Single nucleotide polymorphisms (SNPs): before the advent and use of genome-wide scans, a lot of case-control studies examined in deep candidate polymorphisms (mostly chosen based on biologic plausibility) in relation to GC.

Although some of those associations showed promise, quite all failed to replicate. For example, the initially exciting associations among polymorphisms in inflammatory genes (especially IL-1B), were not replicated in future studies (34), including in genome wide association studies.

Significant associations between SNPs at 1q22, located in Mucin 1 gene (MUC1), and GC were reported in the GWAS of Japan and Korean studies. Meta-analysis of the results identified several other SNPs in MUC1 that were significantly associated with GC risk (35). The mechanism of action is not clear for any of those polymorphisms. However, these findings will lead to mechanistic insight into gastric carcinogenesis.

Concerning Helicobacter pylori infection, in a systematic review and meta-analysis, we associated eradication of H pylori infection with a reduced incidence of gastric cancer. The benefits of eradication vary with baseline gastric cancer incidence, but apply to all levels of baseline risk (36). Real world data showed that large-scale eradication therapy has been performed mostly for benign conditions in Japan. Since eradication effects in preventing gastric cancer are conceivably greater there, GC incidence may decline faster in Japan than expected from the previous meta-analyses data which were based on multi-national, mixed populations with differing screening quality and disease progression (37).

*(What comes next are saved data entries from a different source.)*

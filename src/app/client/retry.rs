//! Retry policy for segment fetches
//!
//! A policy bounds the number of attempts and chooses the delay between
//! them. `Flat` retries immediately; `Exponential` doubles the delay from
//! `initial` up to `max` using the `backoff` crate's schedule without jitter.

use std::future::Future;
use std::time::Duration;

use backoff::backoff::Backoff;
use backoff::{ExponentialBackoff, ExponentialBackoffBuilder};
use serde::{Deserialize, Serialize};
use tracing::{debug, warn};

use crate::constants::retry;
use crate::errors::{ConfigError, ConfigResult, FetchResult};

/// Delay between failed attempts
#[derive(Debug, Clone, PartialEq, Eq, Serialize, Deserialize)]
#[serde(tag = "kind", rename_all = "snake_case")]
pub enum BackoffPolicy {
    /// Retry immediately
    Flat,
    /// Capped exponential delay
    Exponential {
        #[serde(with = "humantime_serde")]
        initial: Duration,
        #[serde(with = "humantime_serde")]
        max: Duration,
    },
}

/// Attempt budget and pacing for one fetch
#[derive(Debug, Clone, Serialize, Deserialize)]
#[serde(default)]
pub struct RetryPolicy {
    /// Total attempts, including the first
    pub max_attempts: u32,
    /// Delay schedule between attempts
    pub backoff: BackoffPolicy,
    /// Deadline for a single attempt
    #[serde(with = "humantime_serde")]
    pub attempt_timeout: Option<Duration>,
}

impl Default for RetryPolicy {
    fn default() -> Self {
        Self {
            max_attempts: retry::DEFAULT_MAX_ATTEMPTS,
            backoff: BackoffPolicy::Exponential {
                initial: retry::DEFAULT_INITIAL_BACKOFF,
                max: retry::DEFAULT_MAX_BACKOFF,
            },
            attempt_timeout: Some(retry::DEFAULT_ATTEMPT_TIMEOUT),
        }
    }
}

impl RetryPolicy {
    /// Immediate retries with no per-attempt deadline
    pub fn flat(max_attempts: u32) -> Self {
        Self {
            max_attempts,
            backoff: BackoffPolicy::Flat,
            attempt_timeout: None,
        }
    }

    /// Builder-style override of the attempt deadline
    pub fn with_attempt_timeout(mut self, timeout: Duration) -> Self {
        self.attempt_timeout = Some(timeout);
        self
    }

    /// Validates the policy
    pub fn validate(&self) -> ConfigResult<()> {
        if self.max_attempts == 0 {
            return Err(ConfigError::invalid(
                "retry.max_attempts",
                self.max_attempts,
                "At least one attempt is required",
            ));
        }

        if let BackoffPolicy::Exponential { initial, max } = self.backoff {
            if initial > max {
                return Err(ConfigError::invalid(
                    "retry.backoff.initial",
                    format!("{:?}", initial),
                    format!("Must not exceed retry.backoff.max ({:?})", max),
                ));
            }
        }

        if self.attempt_timeout == Some(Duration::ZERO) {
            return Err(ConfigError::invalid(
                "retry.attempt_timeout",
                "0s",
                "Attempt timeout must be positive",
            ));
        }

        Ok(())
    }

    fn schedule(&self) -> DelaySchedule {
        match self.backoff {
            BackoffPolicy::Flat => DelaySchedule::Flat,
            BackoffPolicy::Exponential { initial, max } => DelaySchedule::Exponential(
                ExponentialBackoffBuilder::new()
                    .with_initial_interval(initial)
                    .with_max_interval(max)
                    .with_multiplier(2.0)
                    .with_randomization_factor(0.0)
                    .with_max_elapsed_time(None)
                    .build(),
            ),
        }
    }
}

enum DelaySchedule {
    Flat,
    Exponential(ExponentialBackoff),
}

impl DelaySchedule {
    fn next_delay(&mut self) -> Duration {
        match self {
            DelaySchedule::Flat => Duration::ZERO,
            DelaySchedule::Exponential(schedule) => schedule.next_backoff().unwrap_or_default(),
        }
    }
}

/// Runs `attempt` until it succeeds or the policy is exhausted
///
/// The closure receives the 1-based attempt number. Errors that are not
/// retryable end the loop immediately. When every attempt fails, the error
/// from the last attempt is returned.
pub async fn retry_with_policy<T, F, Fut>(
    policy: &RetryPolicy,
    label: &str,
    mut attempt: F,
) -> FetchResult<T>
where
    F: FnMut(u32) -> Fut,
    Fut: Future<Output = FetchResult<T>>,
{
    let max_attempts = policy.max_attempts.max(1);
    let mut schedule = policy.schedule();
    let mut attempt_number = 1;

    loop {
        match attempt(attempt_number).await {
            Ok(value) => {
                if attempt_number > 1 {
                    debug!("{} succeeded on attempt {}", label, attempt_number);
                }
                return Ok(value);
            }
            Err(e) if !e.is_retryable() => return Err(e),
            Err(e) if attempt_number >= max_attempts => {
                warn!("{} failed after {} attempts: {}", label, attempt_number, e);
                return Err(e);
            }
            Err(e) => {
                let delay = schedule.next_delay();
                warn!(
                    "{} failed (attempt {}/{}): {}. Retrying in {}ms",
                    label,
                    attempt_number,
                    max_attempts,
                    e,
                    delay.as_millis()
                );
                if !delay.is_zero() {
                    tokio::time::sleep(delay).await;
                }
                attempt_number += 1;
            }
        }
    }
}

Concerning early diagnosis worldwide, an accurate review carried out in 2014 pointed out that its rate is actually very low and this state is also due to the lack of early symptoms and the high difficulty to make a proper endoscopic diagnosis (even because it often shows only subtle changes ) (38).

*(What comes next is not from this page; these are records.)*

//! Local manifest rewriting
//!
//! After download, every segment and nested-manifest reference in a stored
//! manifest is reduced to its bare file name so a local player resolves it
//! against the directory the manifest sits in. Directives and comments pass
//! through untouched except for quoted segment references inside them.

use std::path::Path;

use crate::app::client::write_atomic;
use crate::errors::{ConfigResult, FetchError, ManifestError, ManifestResult};

use super::types::{local_file_name, LineClassifier, ManifestConfig, ManifestReference};

/// Rewrites stored manifests for local playback
#[derive(Debug, Clone)]
pub struct ManifestRewriter {
    classifier: LineClassifier,
}

impl ManifestRewriter {
    /// Creates a rewriter sharing the resolver's line patterns
    pub fn new(classifier: LineClassifier) -> Self {
        Self { classifier }
    }

    /// Creates a rewriter for the given suffixes
    pub fn from_config(config: &ManifestConfig) -> ConfigResult<Self> {
        Ok(Self::new(LineClassifier::new(config)?))
    }

    /// Normalizes the manifest at `manifest_path` in place
    ///
    /// Applying it twice yields the same file as applying it once.
    pub async fn normalize(&self, manifest_path: &Path) -> ManifestResult<()> {
        let original = tokio::fs::read_to_string(manifest_path).await?;
        let normalized = self.normalize_text(&original);

        if normalized != original {
            write_atomic(manifest_path, normalized.as_bytes())
                .await
                .map_err(write_error)?;
            tracing::debug!("Normalized {}", manifest_path.display());
        }

        Ok(())
    }

    /// Returns `body` with transport query strings removed from references
    pub fn normalize_text(&self, body: &str) -> String {
        let mut output = body
            .lines()
            .map(|line| self.normalize_line(line))
            .collect::<Vec<_>>()
            .join("\n");

        if body.ends_with('\n') {
            output.push('\n');
        }
        output
    }

    fn normalize_line(&self, line: &str) -> String {
        let trimmed = line.trim();
        match self.classifier.classify(trimmed) {
            ManifestReference::Segment { ref uri, .. } if !trimmed.contains('"') => {
                local_file_name(uri)
            }
            ManifestReference::Segment { .. } => self.classifier.strip_quoted_segments(line),
            ManifestReference::SubManifest { ref uri, .. } => local_file_name(uri),
            ManifestReference::Opaque(_) => line.to_string(),
        }
    }
}

pub(crate) fn write_error(error: FetchError) -> ManifestError {
    match error {
        FetchError::Io(e) => ManifestError::Io(e),
        other => ManifestError::Io(std::io::Error::other(other.to_string())),
    }
}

Further evaluations were recently carried out on some Italian areas. The situation in northern Italy shows a very poor early diagnosis percentage in two different populations that have been studied since 2011, Altovicentino (nearby Vicenza) and Parma district.

Early diagnosis rate in Parma district was of 10,5% and in Altovicentino of 6% (figure 2).

Figure 2.

Figure 2.

Early diagnosis rates in Altovicentino and Parma district study groups.

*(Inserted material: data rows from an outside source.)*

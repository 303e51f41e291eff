//! Command handlers for the CLI
//!
//! Each handler loads configuration, applies flag overrides, and delegates
//! to the library. User-facing output goes to stdout/stderr; diagnostics go
//! through tracing.

use std::sync::Arc;

use tokio::sync::mpsc;
use tracing::{info, warn};

use crate::app::{cancel_on_signal, find_missing_segments, Coordinator, HlsClient, LineClassifier};
use crate::cli::args::{DownloadArgs, GlobalArgs, VerifyArgs};
use crate::cli::progress::ProgressDisplay;
use crate::config::AppConfig;
use crate::errors::{AppError, Result};

/// Downloads a manifest tree and its segments
///
/// # Errors
///
/// Returns an error on invalid flags or configuration, on a fatal manifest
/// failure, on cancellation, or when any segment could not be fetched.
pub async fn handle_download(args: DownloadArgs, global: &GlobalArgs) -> Result<()> {
    args.validate().map_err(AppError::generic)?;

    let mut config = AppConfig::load(global.config.as_deref()).await?;
    args.apply_to(&mut config);
    config.validate()?;
    info!(
        "Downloading {} with {} workers, {} attempts per segment",
        args.url, config.pool.worker_count, config.retry.max_attempts
    );

    let client = Arc::new(HlsClient::with_config(config.client.clone())?);
    let (progress_tx, progress_rx) = mpsc::channel(config.pool.progress_buffer_size.max(1));
    let coordinator =
        Coordinator::new(config.coordinator_config(), client)?.with_progress(progress_tx);

    let signal_listener = cancel_on_signal(coordinator.cancellation_token());
    let display = ProgressDisplay::new(!args.no_progress && !global.quiet)?;
    let renderer = display.spawn(progress_rx);

    let outcome = coordinator.download(&args.url, &args.output).await;

    // Dropping the coordinator closes the progress channel
    drop(coordinator);
    if let Err(e) = renderer.await {
        warn!("Progress display task failed: {}", e);
    }
    signal_listener.abort();

    let result = outcome?;

    if !global.quiet {
        println!("\n📊 Download Summary:");
        println!("  Segments: {}", result.outcomes.len());
        println!("  Completed: {}", result.succeeded);
        println!("  Failed: {}", result.failed);
        println!("  Total time: {:.1}s", result.elapsed.as_secs_f64());
        println!("  Output: {}", args.output.display());
    }

    if let Some(report_path) = &args.report {
        let json = serde_json::to_string_pretty(&result)
            .map_err(|e| AppError::generic(format!("Failed to serialize report: {}", e)))?;
        tokio::fs::write(report_path, json).await?;
        info!("Wrote session report to {}", report_path.display());
    }

    for failure in result.failures() {
        eprintln!("  • {} ({})", failure.file_name, failure.url);
    }

    if result.cancelled {
        return Err(AppError::generic("Download cancelled"));
    }
    if !result.is_complete() {
        return Err(AppError::generic(format!(
            "{} of {} segments failed",
            result.failed,
            result.outcomes.len()
        )));
    }

    Ok(())
}

/// Reports segments a local manifest references but the directory lacks
///
/// # Errors
///
/// Returns an error if the manifest cannot be read or files are missing.
pub async fn handle_verify(args: VerifyArgs, global: &GlobalArgs) -> Result<()> {
    let config = AppConfig::load(global.config.as_deref()).await?;
    let classifier = LineClassifier::new(&config.manifest)?;
    let directory = args.resolved_directory();

    let missing = find_missing_segments(&args.manifest, &directory, &classifier).await?;

    if missing.is_empty() {
        if !global.quiet {
            println!("✅ All referenced files present in {}", directory.display());
        }
        return Ok(());
    }

    println!("Missing {} files:", missing.len());
    for name in &missing {
        println!("  • {}", name);
    }
    Err(AppError::generic(format!(
        "{} referenced files missing",
        missing.len()
    )))
}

Conclusion: As as it is possible to understand from the evaluated information, gastric cancer is, still nowadays, an important healthcare burden worldwide. Even if the global incidence is decreasing, the mortality rates among those patients are unfortunately high. Several different risk factors exist but the main recognized risk factor for no cardia GC is the H.pylori infection. Those data underline the effectiveness of H.pylori eradication in order to avoid further gastric lesions, especially in countries with an high rate of gastric cancer outset just like East Asia ones. The importance of early diagnosis of precancerous lesions (such as atrophic gastritis) is underlined too, even through non-invasive serological tests such as Gastropane®, trying to effectively prevent the onset of neoplasia, an even more decisive point in the oncological field than the diagnosis of early stage gastric cancer itself.